Even the smallest of the dwarf gouramis need a bit more space than that, they're intelligent and need exploring space. 5g might work, as long as they have lots of places to poke around in. 
Least killies will work for 4-5g tanks. Very teeny fish that aren't overly active. 
If the tank is at least 5g, male Endler's Livebearers will work.


----------



## Jirajustin (Oct 14, 2015)

Of course many fish can tolerate the small space, but not a huge amount would be very happy. 
I might recommend looking into species of Betta. Or Killifish which are very beautiful. But again, although they can survive in these tiny spaces, we should always consider whether or not they should have to. It's like you having to live in a 15x15 bedroom for the rest of your life. 
I would also not recommend dwarf croaking gourami, (Sparkling Gourami) although they very small they can be aggressive towards each other and need space to make comfortable territories. As well as hanging leaves and vegetation to spawn in. 
They would also eat any baby shrimp in your tank.


----------



## Teebo (Jul 15, 2015)

I do want them to be happy too, kind of unfortunate but it was setup with a shrimp tank in mind (for my grandmother) and no she does not want a Betta too unique if it does (attachment). This is the tank I am trying to stock...starting with 2 Amanos and red cherry shrimp, plus 3-4 Nerites (fed with homemade snail jello).


----------



## SueD (Nov 20, 2010)

Assuming this is 5g, you can certainly put 6-8 chili rasboras in there. Other options include other rasboras species such as

Boraras urophthalmoides
Boraras maculatus
boraras merah

Or even Ember Tetras or some dwarf cories (habrosus, pygmaeus, or hastatus).
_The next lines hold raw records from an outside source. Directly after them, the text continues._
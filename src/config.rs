//! Configuration management for the recommendation backend.
//!
//! This module handles loading configuration values from environment variables
//! and `.env` files, and holds the static mood and activity weight presets.
//!
//! The configuration system follows a hierarchical approach:
//! 1. Environment variables (highest priority)
//! 2. `.env` file in the working directory
//! 3. `.env` file in the local data directory
//! 4. Application defaults (where applicable)
//!
//! Credentials are never validated here. A missing client id or secret only
//! shows up as a failed token exchange on the first network call.

use std::{env, path::PathBuf};

use crate::types::PresetValue;

pub const DEFAULT_SCOPE: &str =
    "user-library-read user-top-read playlist-read-private user-read-recently-played";
pub const DEFAULT_AUTH_URL: &str = "https://accounts.spotify.com/authorize";
pub const DEFAULT_TOKEN_URL: &str = "https://accounts.spotify.com/api/token";
pub const DEFAULT_API_URL: &str = "https://api.spotify.com/v1";
pub const DEFAULT_SERVER_ADDRESS: &str = "127.0.0.1:5000";

/// Loads environment variables from `.env` files.
///
/// Reads `.env` from the working directory first, then `moodrec/.env` from the
/// platform-specific local data directory:
/// - Linux: `~/.local/share/moodrec/.env`
/// - macOS: `~/Library/Application Support/moodrec/.env`
/// - Windows: `%LOCALAPPDATA%/moodrec/.env`
///
/// Variables that are already set are never overwritten, so the real
/// environment always wins. Both files are optional.
///
/// # Errors
///
/// Returns an error string if the data directory cannot be created or if an
/// existing `.env` file cannot be parsed.
pub async fn load_env() -> Result<(), String> {
    dotenv::dotenv().ok();

    let path = env_path();
    if let Some(parent) = path.parent() {
        async_fs::create_dir_all(parent)
            .await
            .map_err(|e| e.to_string())?;
    }

    if path.is_file() {
        dotenv::from_path(&path).map_err(|e| format!("{}: {}", path.display(), e))?;
    }
    Ok(())
}

/// Location of the `.env` file inside the local data directory.
pub fn env_path() -> PathBuf {
    let mut path = dirs::data_local_dir().unwrap_or_else(|| PathBuf::from("."));
    path.push("moodrec/.env");
    path
}

/// Runtime configuration, read once at process start.
#[derive(Debug, Clone)]
pub struct Config {
    pub client_id: String,
    pub client_secret: String,
    pub redirect_uri: String,
    pub session_secret: String,
    pub scope: String,
    pub auth_url: String,
    pub token_url: String,
    pub api_url: String,
    pub server_addr: String,
}

impl Config {
    /// Builds the configuration from the process environment.
    ///
    /// Call [`load_env`] first if `.env` files should be honoured.
    pub fn from_env() -> Self {
        Self {
            client_id: var_or("SPOTIFY_CLIENT_ID", ""),
            client_secret: var_or("SPOTIFY_CLIENT_SECRET", ""),
            redirect_uri: var_or("SPOTIFY_REDIRECT_URI", ""),
            session_secret: var_or("SECRET_KEY", ""),
            scope: var_or("SPOTIFY_API_AUTH_SCOPE", DEFAULT_SCOPE),
            auth_url: var_or("SPOTIFY_API_AUTH_URL", DEFAULT_AUTH_URL),
            token_url: var_or("SPOTIFY_API_TOKEN_URL", DEFAULT_TOKEN_URL),
            api_url: var_or("SPOTIFY_API_URL", DEFAULT_API_URL),
            server_addr: var_or("SERVER_ADDRESS", DEFAULT_SERVER_ADDRESS),
        }
    }

    /// Configuration pointing every Spotify endpoint at `base`.
    ///
    /// The token endpoint becomes `{base}/api/token`, the authorize endpoint
    /// `{base}/authorize` and the Web API `{base}/v1`. Used to run against a
    /// local stand-in of the provider.
    pub fn with_base_url(base: &str, client_id: &str, client_secret: &str) -> Self {
        let base = base.trim_end_matches('/');
        Self {
            client_id: client_id.to_string(),
            client_secret: client_secret.to_string(),
            redirect_uri: "http://127.0.0.1:5000/callback".to_string(),
            session_secret: String::new(),
            scope: DEFAULT_SCOPE.to_string(),
            auth_url: format!("{base}/authorize"),
            token_url: format!("{base}/api/token"),
            api_url: format!("{base}/v1"),
            server_addr: DEFAULT_SERVER_ADDRESS.to_string(),
        }
    }
}

fn var_or(name: &str, default: &str) -> String {
    env::var(name).unwrap_or_else(|_| default.to_string())
}

/// A named set of feature overrides.
pub type Preset = &'static [(&'static str, PresetValue)];

pub const MOOD_PRESETS: &[(&str, Preset)] = &[
    (
        "happy",
        &[
            ("valence", PresetValue::Scalar(0.8)),
            ("energy", PresetValue::Scalar(0.7)),
            ("danceability", PresetValue::Scalar(0.7)),
        ],
    ),
    (
        "sad",
        &[
            ("valence", PresetValue::Scalar(0.2)),
            ("energy", PresetValue::Scalar(0.3)),
            ("acousticness", PresetValue::Scalar(0.6)),
        ],
    ),
    (
        "energetic",
        &[
            ("energy", PresetValue::Scalar(0.9)),
            ("danceability", PresetValue::Scalar(0.8)),
            ("loudness", PresetValue::Scalar(0.7)),
        ],
    ),
    (
        "calm",
        &[
            ("energy", PresetValue::Scalar(0.3)),
            ("valence", PresetValue::Scalar(0.5)),
            ("acousticness", PresetValue::Scalar(0.7)),
        ],
    ),
];

pub const ACTIVITY_PRESETS: &[(&str, Preset)] = &[
    (
        "working",
        &[
            ("instrumentalness", PresetValue::Scalar(0.7)),
            ("energy", PresetValue::Scalar(0.5)),
            ("speechiness", PresetValue::Scalar(0.2)),
        ],
    ),
    (
        "relaxing",
        &[
            ("energy", PresetValue::Scalar(0.3)),
            ("valence", PresetValue::Scalar(0.6)),
            ("tempo", PresetValue::Range(60.0, 100.0)),
        ],
    ),
    (
        "partying",
        &[
            ("energy", PresetValue::Scalar(0.9)),
            ("danceability", PresetValue::Scalar(0.9)),
            ("loudness", PresetValue::Scalar(0.8)),
        ],
    ),
    (
        "exercising",
        &[
            ("energy", PresetValue::Scalar(0.8)),
            ("tempo", PresetValue::Range(120.0, 180.0)),
            ("valence", PresetValue::Scalar(0.7)),
        ],
    ),
];

pub fn mood_preset(label: &str) -> Option<Preset> {
    find_preset(MOOD_PRESETS, label)
}

pub fn activity_preset(label: &str) -> Option<Preset> {
    find_preset(ACTIVITY_PRESETS, label)
}

fn find_preset(table: &[(&str, Preset)], label: &str) -> Option<Preset> {
    table
        .iter()
        .find(|(name, _)| *name == label)
        .map(|(_, preset)| *preset)
}
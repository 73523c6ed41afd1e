use std::collections::BTreeMap;

use axum::response::Json;
use serde_json::{Value, json};

use crate::{
    config::{ACTIVITY_PRESETS, MOOD_PRESETS, Preset},
    types::PresetValue,
};

pub async fn home() -> &'static str {
    "Mood recommendation backend for Spotify"
}

pub async fn health() -> Json<Value> {
    Json(json!({
        "status": "ok",
        "version": env!("CARGO_PKG_VERSION")
    }))
}

/// Mood and activity labels with the features they override.
pub async fn presets() -> Json<Value> {
    Json(json!({
        "moods": preset_table(MOOD_PRESETS),
        "activities": preset_table(ACTIVITY_PRESETS),
    }))
}

fn preset_table(
    table: &[(&'static str, Preset)],
) -> BTreeMap<&'static str, BTreeMap<&'static str, PresetValue>> {
    table
        .iter()
        .map(|(label, preset)| (*label, preset.iter().copied().collect()))
        .collect()
}
use tabled::Table;

use crate::{
    config::{self, ACTIVITY_PRESETS, Config, MOOD_PRESETS, Preset},
    info,
    types::{ConfigTableRow, PresetTableRow},
};

/// Prints the mood and activity presets as a table.
pub fn presets() {
    let rows: Vec<PresetTableRow> = preset_rows("mood", MOOD_PRESETS)
        .chain(preset_rows("activity", ACTIVITY_PRESETS))
        .collect();

    println!("{}", Table::new(rows));
}

fn preset_rows(
    kind: &'static str,
    table: &'static [(&'static str, Preset)],
) -> impl Iterator<Item = PresetTableRow> {
    table.iter().map(move |(label, preset)| PresetTableRow {
        kind: kind.to_string(),
        label: label.to_string(),
        overrides: preset
            .iter()
            .map(|(feature, value)| format!("{feature}={value}"))
            .collect::<Vec<_>>()
            .join(", "),
    })
}

/// Prints the effective configuration. Secrets are only reported as set or
/// missing.
pub fn show_config() {
    let config = Config::from_env();
    info!("Reading .env from {}", config::env_path().display());

    let rows = vec![
        row("SPOTIFY_CLIENT_ID", config.client_id.clone()),
        row("SPOTIFY_CLIENT_SECRET", mask(&config.client_secret)),
        row("SPOTIFY_REDIRECT_URI", config.redirect_uri.clone()),
        row("SECRET_KEY", mask(&config.session_secret)),
        row("SPOTIFY_API_AUTH_SCOPE", config.scope.clone()),
        row("SPOTIFY_API_AUTH_URL", config.auth_url.clone()),
        row("SPOTIFY_API_TOKEN_URL", config.token_url.clone()),
        row("SPOTIFY_API_URL", config.api_url.clone()),
        row("SERVER_ADDRESS", config.server_addr.clone()),
    ];

    println!("{}", Table::new(rows));
}

fn row(variable: &str, value: String) -> ConfigTableRow {
    ConfigTableRow {
        variable: variable.to_string(),
        value: if value.is_empty() {
            "<missing>".to_string()
        } else {
            value
        },
    }
}

fn mask(secret: &str) -> String {
    if secret.is_empty() {
        String::new()
    } else {
        "<set>".to_string()
    }
}
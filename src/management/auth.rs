use std::sync::Arc;

use reqwest::Client;
use tokio::sync::Mutex;

use crate::{config::Config, error::ApiError, info, spotify, types::Token};

/// Owns the OAuth credentials and the access-token lifecycle.
///
/// One instance is shared by every request through the router state. The
/// token lives behind an async mutex that stays locked across
/// check-and-refresh, so requests racing an expired token wait for a single
/// refresh instead of each issuing their own.
pub struct TokenManager {
    config: Arc<Config>,
    http: Client,
    token: Mutex<Option<Token>>,
}

impl TokenManager {
    pub fn new(config: Arc<Config>, http: Client) -> Self {
        Self {
            config,
            http,
            token: Mutex::new(None),
        }
    }

    pub fn with_token(config: Arc<Config>, http: Client, token: Token) -> Self {
        Self {
            config,
            http,
            token: Mutex::new(Some(token)),
        }
    }

    pub fn authorization_url(&self) -> Result<String, ApiError> {
        spotify::auth::authorization_url(&self.config)
    }

    /// Exchanges an authorization code and stores the resulting token.
    ///
    /// On failure the previously stored token, if any, is left untouched.
    pub async fn complete_authorization(&self, code: &str) -> Result<Token, ApiError> {
        let token = spotify::auth::exchange_code(&self.http, &self.config, code).await?;
        *self.token.lock().await = Some(token.clone());
        Ok(token)
    }

    /// Returns an access token that is valid right now.
    ///
    /// Evaluated on every call, in order:
    /// 1. the stored token, if it has not expired
    /// 2. a refreshed token, if a refresh token is stored
    /// 3. a new client-credentials token
    pub async fn get_valid_token(&self) -> Result<String, ApiError> {
        let mut current = self.token.lock().await;

        if let Some(token) = current.as_ref() {
            if !token.is_expired() {
                return Ok(token.access_token.clone());
            }
        }

        let refresh_token = current.as_ref().and_then(|t| t.refresh_token.clone());
        let token = match refresh_token {
            Some(refresh_token) => {
                info!("Access token expired, refreshing");
                spotify::auth::refresh_token(&self.http, &self.config, &refresh_token).await?
            }
            None => {
                info!("No user token, requesting client credentials");
                spotify::auth::client_credentials(&self.http, &self.config).await?
            }
        };

        let access_token = token.access_token.clone();
        *current = Some(token);
        Ok(access_token)
    }

    pub async fn current_token(&self) -> Option<Token> {
        self.token.lock().await.clone()
    }
}
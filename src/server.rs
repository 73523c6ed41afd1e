use axum::{
    Router,
    routing::{get, post},
};
use reqwest::Client;
use std::{net::SocketAddr, str::FromStr, sync::Arc};
use tower_http::cors::CorsLayer;

use crate::{
    Res, api,
    config::Config,
    info,
    management::{RecommendationEngine, TokenManager},
    spotify::SpotifyClient,
};

/// Everything a handler may need, cloned per request.
#[derive(Clone)]
pub struct AppState {
    pub config: Arc<Config>,
    pub tokens: Arc<TokenManager>,
    pub spotify: SpotifyClient,
    pub engine: Arc<RecommendationEngine>,
}

impl AppState {
    pub fn new(config: Config) -> Self {
        let config = Arc::new(config);
        let http = Client::new();
        let tokens = Arc::new(TokenManager::new(Arc::clone(&config), http.clone()));
        Self::with_tokens(config, http, tokens)
    }

    /// State around an existing token manager, e.g. one seeded with a token.
    pub fn with_tokens(config: Arc<Config>, http: Client, tokens: Arc<TokenManager>) -> Self {
        let spotify = SpotifyClient::new(&config, http, Arc::clone(&tokens));
        let engine = Arc::new(RecommendationEngine::new(spotify.clone()));
        Self {
            config,
            tokens,
            spotify,
            engine,
        }
    }
}

pub fn make_app(state: AppState) -> Router {
    Router::new()
        .route("/", get(api::home))
        .route("/health", get(api::health))
        .route("/presets", get(api::presets))
        .route("/login", get(api::login))
        .route("/callback", get(api::callback))
        .route("/recommendations/tracks", post(api::recommend_tracks))
        .route("/recommendations/playlist", post(api::recommend_playlist))
        .route("/recommendations/mood", post(api::recommend_mood))
        .route("/user/recently-played", get(api::recently_played))
        .route("/user/playlists", get(api::playlists))
        .route("/user/top-tracks", get(api::top_tracks))
        .route("/search", get(api::search))
        .layer(CorsLayer::permissive())
        .with_state(state)
}

pub async fn start_api_server(config: Config) -> Res<()> {
    let addr = SocketAddr::from_str(&config.server_addr)?;
    let app = make_app(AppState::new(config));

    let listener = tokio::net::TcpListener::bind(&addr).await?;
    info!("Listening on http://{}", addr);
    axum::serve(listener, app).await?;
    Ok(())
}
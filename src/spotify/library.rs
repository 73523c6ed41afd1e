use serde_json::Value;

use super::SpotifyClient;
use crate::error::ApiError;

const NO_PARAMS: &[(&str, &str)] = &[];

impl SpotifyClient {
    pub async fn user_playlists(&self) -> Result<Value, ApiError> {
        self.get_resource("me/playlists", NO_PARAMS).await
    }

    pub async fn playlist_tracks(&self, playlist_id: &str) -> Result<Value, ApiError> {
        let endpoint = format!("playlists/{playlist_id}/tracks");
        self.get_resource(&endpoint, NO_PARAMS).await
    }

    /// `time_range` is one of `short_term`, `medium_term` or `long_term`;
    /// Spotify rejects anything else.
    pub async fn top_tracks(&self, limit: u32, time_range: &str) -> Result<Value, ApiError> {
        self.get_resource(
            "me/top/tracks",
            &[("limit", limit.to_string()), ("time_range", time_range.to_string())],
        )
        .await
    }

    pub async fn recently_played(&self, limit: u32) -> Result<Value, ApiError> {
        self.get_resource("me/player/recently-played", &[("limit", limit.to_string())])
            .await
    }

    pub async fn search(&self, query: &str, kind: &str, limit: u32) -> Result<Value, ApiError> {
        self.get_resource(
            "search",
            &[
                ("q", query.to_string()),
                ("type", kind.to_string()),
                ("limit", limit.to_string()),
            ],
        )
        .await
    }
}
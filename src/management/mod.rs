mod auth;
mod recommend;

pub use auth::TokenManager;
pub use recommend::DEFAULT_LIMIT;
pub use recommend::FEATURE_BATCH_SIZE;
pub use recommend::MAX_SEED_TRACKS;
pub use recommend::RecommendationEngine;
pub use recommend::TARGET_FEATURES;
pub use recommend::apply_activity_weights;
pub use recommend::apply_mood_weights;
pub use recommend::build_recommendation_request;
pub use recommend::mean_features;
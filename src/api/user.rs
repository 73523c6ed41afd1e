use axum::{
    Json,
    extract::{Query, State, rejection::QueryRejection},
};
use serde_json::Value;

use super::{parse_query, present};
use crate::{
    error::ApiError,
    server::AppState,
    types::{LimitQuery, SearchQuery, TopTracksQuery},
};

pub async fn recently_played(
    State(state): State<AppState>,
    params: Result<Query<LimitQuery>, QueryRejection>,
) -> Result<Json<Value>, ApiError> {
    let params = parse_query(params)?;
    state
        .spotify
        .recently_played(params.limit.unwrap_or(20))
        .await
        .map(Json)
        .map_err(|e| e.or_unavailable("Could not fetch recently played tracks"))
}

pub async fn playlists(State(state): State<AppState>) -> Result<Json<Value>, ApiError> {
    state
        .spotify
        .user_playlists()
        .await
        .map(Json)
        .map_err(|e| e.or_unavailable("Could not fetch playlists"))
}

pub async fn top_tracks(
    State(state): State<AppState>,
    params: Result<Query<TopTracksQuery>, QueryRejection>,
) -> Result<Json<Value>, ApiError> {
    let params = parse_query(params)?;
    let time_range = present(params.time_range).unwrap_or_else(|| "medium_term".to_string());

    state
        .spotify
        .top_tracks(params.limit.unwrap_or(20), &time_range)
        .await
        .map(Json)
        .map_err(|e| e.or_unavailable("Could not fetch top tracks"))
}

pub async fn search(
    State(state): State<AppState>,
    params: Result<Query<SearchQuery>, QueryRejection>,
) -> Result<Json<Value>, ApiError> {
    let params = parse_query(params)?;
    let Some(query) = present(params.q) else {
        return Err(ApiError::MissingParameter(
            "Query parameter 'q' is required".to_string(),
        ));
    };
    let kind = present(params.kind).unwrap_or_else(|| "track".to_string());

    state
        .spotify
        .search(&query, &kind, params.limit.unwrap_or(10))
        .await
        .map(Json)
        .map_err(|e| e.or_unavailable("Search failed"))
}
Rachel has some of these in stock, now. http://msjinkzd.com/stocklist/


----------



## Jirajustin (Oct 14, 2015)

SueD said:


> Assuming this is 5g, you can certainly put 6-8 chili rasboras in there. Other options include other rasboras species such as
> 
> Boraras urophthalmoides
> Boraras maculatus
> ...


As I said earlier, none of these species would be happy although they would survive in the tank. 
And I would strongly recommend against B. Uropthamoides which naturally congregates in schools of 1000's and B.Maculatus which requires stream like habitats and ample swimming room. 

I did a bit of digging to find a more suitable fish since Bettas aren't too your liking, and the only other thing I can in good conscience recommend are Danionella species and micro crabs. 
Other than Killifish and Betta, there's not really much readily on the market which would be ideal. 

I do believe that Rachel O'Leary carries Danionella too, if you wanted to go that route. 
She's a very good seller and could offer you some great advice. 

Bump: Nice tank you got there though man! I'm sure something would be happy in there  
The other thing I forgot to mention is that B. Merah is extremely similar to B. Brigittae, so there's not much difference there in terms of care and requirements. 
I still wouldn't have them in a 5 gallon though. 

Why not stick with shrimp? They're beautiful and very interesting. And there are a great variety of different types if you want to get into it


----------



## Teebo (Jul 15, 2015)

Thanks again for the persistent advice, I really do not want something to "just live" yet I know there is a 90% chance they will be happier in my possession then some kid buying them for his 2 gallon tank. I have no problem with shrimp, it is just the tank is for my grandmother that can not see small shrimp very well. She is afraid of getting attached to the Betta and it dying, she does not handle pet death well unless they are all identical.


----------



## boothie (Dec 20, 2015)

Teebo said:


> ... she does not handle pet death well unless they are all identical.


I cannot place the movie, but I swear I saw something where the parents were running around crazy trying to find an identical replacement pet for their kid after the first one died. 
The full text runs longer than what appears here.